The BBC has an obligation, although not explicitly defined, to make its programmes universally available to the licence fee payers that fund them. It has no formal mandate to make them available on any device, or to ensure that devices are compatible with its programmes.

It has developed a version of its iPlayer specifically for the Apple iPhone, although all mobile devices currently constitute only around 1% of consumption. The vast majority is delivered to personal computers, of which Windows represents 64% and Apple Macs constitute 8%, while conventional cable television makes up 26%.

The challenge is to deliver online services such as iPlayer to television screens using a common standard. The solution, one might imagine, would be to publish programming in one or more standard formats and enable the market to innovate and differentiate around them.

In the case of audio and video, appropriate standards such as MPEG-4 are well described and well established. Indeed, for most aspects of delivery, from programme information, to subtitles, to conditional access and encryption, there are already candidate open published standards. It may be simply a matter of proposing an appropriate suite of specifications to which programmes will be published and made available to compatible devices.

So, one might expect a white paper, a technical policy, a proposed profile, or simply a request for comments. So far, technical details about Project Canvas have been few and far between. The document on which the BBC Trust has invited consultation is so vague as to be incapable any real technical scrutiny.

The Digital TV Group was formed in the mid-nineties to facilitate the introduction of digital television in the United Kingdom. It published and maintains the ‘D-Book’ which sets out the detailed technical standards for employed for digital television transmissions in the country. At its annual summit it published the latest specification, including enhancements for high definition and broadband connectivity.

Yet many members of the DTG, which represents over a hundred companies from across the industry, were left wondering exactly what the proposed Project Canvas actually involves.

As a leading and respected provider of programming, the BBC may have a responsibility and a role to play in defining the standards that it wishes to adopt, but it is simply unrealistic to assume that it will continue to determine these for the rest of the industry.

In the case of personal computers, the BBC is moving towards the Adobe Integrated Runtime or AIR for its download service. This may be a reasonable strategy for developing its own software, as it allows cross-platform compatibility across Windows, Mac and Linux environments. However, it relies upon a proprietary platform that is ultimately controlled by commercial vendor. This is by no means the only available approach.
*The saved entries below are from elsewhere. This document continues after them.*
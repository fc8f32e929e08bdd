//! IR nodes
//!
//! Value nodes stand for scalar or pointer values; object nodes stand for
//! memory objects or one of their fields. Every node is addressed by its
//! `NodeId`; adjacency lives in the graph store, not here.

use super::location_set::LocationSet;
use crate::shared::models::{FunctionId, InstId, MemObjId, NodeId};
use serde::{Deserialize, Serialize};
use std::fmt;

/// Program value a node was created for
#[derive(Debug, Clone, PartialEq, Eq, Hash, Serialize, Deserialize)]
pub struct SourceValue {
    /// Front-end name of the value (e.g. "%p" or "main::argv")
    pub name: String,

    /// Set when the value is a formal parameter of this function
    pub formal_param_of: Option<FunctionId>,
}

impl SourceValue {
    pub fn new(name: impl Into<String>) -> Self {
        Self {
            name: name.into(),
            formal_param_of: None,
        }
    }

    /// A formal parameter of `func`
    pub fn formal_param(name: impl Into<String>, func: FunctionId) -> Self {
        Self {
            name: name.into(),
            formal_param_of: Some(func),
        }
    }
}

/// Node variants
#[derive(Debug, Clone, PartialEq, Eq, Serialize, Deserialize)]
pub enum NodeKind {
    /// Ordinary value
    Val,
    /// Synthetic field value of a base pointer, one per (instruction, base, offset)
    GepVal {
        base: NodeId,
        ls: LocationSet,
        inst: InstId,
    },
    /// Unique return value of a function
    RetVal { func: FunctionId },
    /// Unique variadic argument value of a function
    VarargVal { func: FunctionId },
    /// Value with no program counterpart (blackhole and null pointers)
    DummyVal,
    /// A whole memory object
    FIObj { mem: MemObjId },
    /// One field of a memory object at a normalized offset
    GepObj { mem: MemObjId, ls: LocationSet },
    /// Placeholder object with no program value (blackhole, constants, unknown allocations)
    DummyObj { mem: MemObjId },
}

impl NodeKind {
    pub fn as_str(&self) -> &'static str {
        match self {
            NodeKind::Val => "Val",
            NodeKind::GepVal { .. } => "GepVal",
            NodeKind::RetVal { .. } => "RetVal",
            NodeKind::VarargVal { .. } => "VarargVal",
            NodeKind::DummyVal => "DummyVal",
            NodeKind::FIObj { .. } => "FIObj",
            NodeKind::GepObj { .. } => "GepObj",
            NodeKind::DummyObj { .. } => "DummyObj",
        }
    }
}

/// A node of the value-flow IR
#[derive(Debug, Clone, PartialEq, Eq, Serialize, Deserialize)]
pub struct SvfVar {
    pub id: NodeId,
    pub kind: NodeKind,
    /// Program value this node models, if any
    pub value: Option<SourceValue>,
    /// Static classification: the node may hold an address
    pub is_pointer: bool,
}

impl SvfVar {
    #[inline]
    pub fn new(id: NodeId, kind: NodeKind, value: Option<SourceValue>, is_pointer: bool) -> Self {
        Self {
            id,
            kind,
            value,
            is_pointer,
        }
    }

    /// Object node (whole object, field, or dummy object)
    #[inline]
    pub fn is_obj(&self) -> bool {
        matches!(
            self.kind,
            NodeKind::FIObj { .. } | NodeKind::GepObj { .. } | NodeKind::DummyObj { .. }
        )
    }

    /// Value node: a candidate for a top-level (non-field) points-to set
    #[inline]
    pub fn is_top_level_ptr(&self) -> bool {
        !self.is_obj()
    }

    /// Memory object behind an object node
    #[inline]
    pub fn mem_obj(&self) -> Option<MemObjId> {
        match self.kind {
            NodeKind::FIObj { mem } | NodeKind::GepObj { mem, .. } | NodeKind::DummyObj { mem } => {
                Some(mem)
            }
            _ => None,
        }
    }

    /// Offset carried by field objects and field values
    #[inline]
    pub fn location_set(&self) -> Option<LocationSet> {
        match self.kind {
            NodeKind::GepObj { ls, .. } | NodeKind::GepVal { ls, .. } => Some(ls),
            _ => None,
        }
    }

    #[inline]
    pub fn has_value(&self) -> bool {
        self.value.is_some()
    }
}

impl fmt::Display for SvfVar {
    fn fmt(&self, f: &mut fmt::Formatter<'_>) -> fmt::Result {
        write!(f, "{}{}", self.kind.as_str(), self.id)?;
        if let Some(ref value) = self.value {
            write!(f, "({})", value.name)?;
        }
        Ok(())
    }
}

#[cfg(test)]
mod tests {
    use super::*;

    #[test]
    fn test_object_classification() {
        let fi = SvfVar::new(4, NodeKind::FIObj { mem: 4 }, None, true);
        let field = SvfVar::new(
            99,
            NodeKind::GepObj {
                mem: 4,
                ls: LocationSet::new(1),
            },
            None,
            true,
        );
        let val = SvfVar::new(5, NodeKind::Val, Some(SourceValue::new("%p")), true);

        assert!(fi.is_obj() && field.is_obj());
        assert!(!val.is_obj());
        assert!(val.is_top_level_ptr());
        assert_eq!(field.mem_obj(), Some(4));
        assert_eq!(field.location_set(), Some(LocationSet::new(1)));
        assert_eq!(val.mem_obj(), None);
    }

    #[test]
    fn test_formal_param_value() {
        let v = SourceValue::formal_param("argv", 3);
        assert_eq!(v.formal_param_of, Some(3));
        assert_eq!(SourceValue::new("x").formal_param_of, None);
    }

    #[test]
    fn test_display() {
        let val = SvfVar::new(5, NodeKind::Val, Some(SourceValue::new("%p")), true);
        assert_eq!(val.to_string(), "Val5(%p)");
        assert_eq!(SvfVar::new(3, NodeKind::DummyVal, None, true).to_string(), "DummyVal3");
    }
}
The situation with hardware devices is more complex. Economies of scale depend upon vast volumes that can address global markets, rather than individual countries. The success of initiatives such as the DVB project which has defined digital television standards for much of the world, has been based upon the involvement of many stakeholders.

David Wood, head of new technology at the European Broadcasting Union, also emphasised the need for standards across multiple platforms, but stressed that further proliferation should be avoided and that the UK should not go it alone, but look at standards on a pan-European level.

“We are all in favour of a single common standard — as long as it’s ours,” he said. “I’m sure Canvas is technically fantastic, but a new one of these comes out every month. We cannot afford to have 72 different markets in Europe for these hybrid broadcast-broadband systems.”